I’m not saying it’s a bad thing to acknowledge the good work that has already been accomplished – not at all. However, if we focus solely on past achievements, we overlook the daily indignities those in marginalized groups continue to face.

Effective design and facilitation involves learning how to engage others to explore and identify their own privileged identities and to open a dialogue on both privileged and marginalized identities.

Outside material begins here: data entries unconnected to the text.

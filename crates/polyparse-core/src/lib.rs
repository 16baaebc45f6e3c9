//! # Polyparse Core
//!
//! Parser combinators that keep every decomposition of their input.
//!
//! Most combinator libraries commit to the first alternative that succeeds.
//! Polyparse instead returns every valid way a grammar can match a prefix of
//! a line, which makes ambiguity visible and lets grammars be written without
//! worrying about alternative order. Alternation memoizes its results per
//! line and guards against re-entering itself, so left- and mutually
//! recursive rules terminate.
//!
//! ## Quick Start
//!
//! ```rust
//! use polyparse_core::{full_match, literal};
//!
//! // "ab" can be read as one token or as two
//! let token = literal("a").unwrap() | literal("b").unwrap() | literal("ab").unwrap();
//! let pair = token.clone() + token;
//!
//! // a|b, ab|a and ab|ab all match a prefix of "abab"
//! let variants = pair.parse_all("abab").unwrap();
//! assert_eq!(variants.len(), 3);
//!
//! // only ab|ab covers all of it
//! let variants = full_match(pair).parse_all("abab").unwrap();
//! assert_eq!(variants.len(), 1);
//! ```
//!
//! ## Recursive Grammars
//!
//! Build the alternation first, then late-bind the alternatives that refer
//! back to it:
//!
//! ```rust
//! use polyparse_core::{ch, full_match, Alternation, Grammar};
//!
//! // X := 'a' | X 'b'
//! let x = Grammar::new(Alternation::new([ch('a')]));
//! x.add_alternative(x.clone() + ch('b')).unwrap();
//!
//! let variants = full_match(x).parse_all("abbb").unwrap();
//! assert_eq!(variants.len(), 1);
//! ```
//!
//! ## Errors
//!
//! A failed parse ends its variant stream with a single [`ParseError`].
//! Invalid grammar construction is reported as a [`BuildError`].

pub mod alternation;
pub mod combinator;
pub mod error;
pub mod full_match;
pub mod line;
pub mod literal;
pub mod parser;
pub mod sequence;
pub mod variant;

pub use alternation::Alternation;
pub use combinator::{named, Named};
pub use error::{BuildError, ParseError, ParseErrorKind, ParseErrors, ParseResult};
pub use full_match::{full_match, FullMatch};
pub use line::{Line, Lines};
pub use literal::{ch, empty, literal, Empty, Literal};
pub use parser::{Grammar, Parser, ParserKind};
pub use sequence::{sequence, Sequence};
pub use variant::{ParseVariant, Variants};
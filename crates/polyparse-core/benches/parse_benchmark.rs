//! Benchmarks for ambiguous sequences and recursive alternation
//!
//! Run with: cargo bench -p polyparse-core

use criterion::{black_box, criterion_group, criterion_main, BenchmarkId, Criterion, Throughput};
use polyparse_core::{ch, full_match, literal, named, Alternation, Grammar};

/// WORD := "a" | "b" | "ab" | "ba"
fn vocabulary() -> Grammar {
    ["a", "b", "ab", "ba"]
        .iter()
        .map(|word| named("word", literal(word).unwrap()))
        .reduce(|acc, word| acc | word)
        .unwrap()
}

/// S := WORD | WORD S, whole line only
fn segmenter() -> Grammar {
    let word = vocabulary();
    let s = Grammar::new(Alternation::new([word.clone()]));
    s.add_alternative(word + s.clone()).unwrap();
    full_match(s)
}

/// E := 'n' | E '+' 'n'
fn left_recursive_sum() -> Grammar {
    let e = Grammar::new(Alternation::new([ch('n')]));
    e.add_alternative(e.clone() + ch('+') + ch('n')).unwrap();
    full_match(e)
}

fn bench_segmentation(c: &mut Criterion) {
    let mut group = c.benchmark_group("segmentation");

    for size in [2, 4, 6].iter() {
        let input = "ab".repeat(*size);
        group.throughput(Throughput::Bytes(input.len() as u64));

        group.bench_with_input(BenchmarkId::new("fresh", size), &input, |b, input| {
            b.iter(|| {
                let grammar = segmenter();
                let variants = grammar.parse_all(black_box(input.as_str())).unwrap();
                grammar.clear_cache();
                black_box(variants.len())
            })
        });

        let grammar = segmenter();
        group.bench_with_input(BenchmarkId::new("cached", size), &input, |b, input| {
            b.iter(|| {
                let variants = grammar.parse_all(black_box(input.as_str())).unwrap();
                black_box(variants.len())
            })
        });
    }

    group.finish();
}

fn bench_left_recursion(c: &mut Criterion) {
    let mut group = c.benchmark_group("left_recursion");

    for terms in [4, 16, 32].iter() {
        let input = vec!["n"; *terms].join("+");
        group.throughput(Throughput::Bytes(input.len() as u64));

        group.bench_with_input(BenchmarkId::new("sum", terms), &input, |b, input| {
            b.iter(|| {
                let grammar = left_recursive_sum();
                let variants = grammar.parse_all(black_box(input.as_str())).unwrap();
                grammar.clear_cache();
                black_box(variants.len())
            })
        });
    }

    group.finish();
}

fn bench_first_variant(c: &mut Criterion) {
    let input = "ab".repeat(6);

    c.bench_function("first_variant", |b| {
        b.iter(|| {
            let grammar = segmenter();
            let first = grammar.parse(black_box(input.as_str())).next();
            grammar.clear_cache();
            black_box(first.is_some())
        })
    });
}

criterion_group!(
    benches,
    bench_segmentation,
    bench_left_recursion,
    bench_first_variant
);
criterion_main!(benches);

In this article, let’s explore white privilege and its impacts in the workplace. Keep reading because I’m also sharing some practical questions and tools to recognize and interrupt white privilege in organizational practices.

 

White Privilege: The Assumed, Built-in “Security System” For Whites

White Privilege: the ways we as whites get unearned access, resources and privileges just because of our racialized identity; we receive all these privileges whether we want them or not, whether we asked for them or not; and all of this unearned advantage comes at the expense and loss for people of color and people who are Indigenous.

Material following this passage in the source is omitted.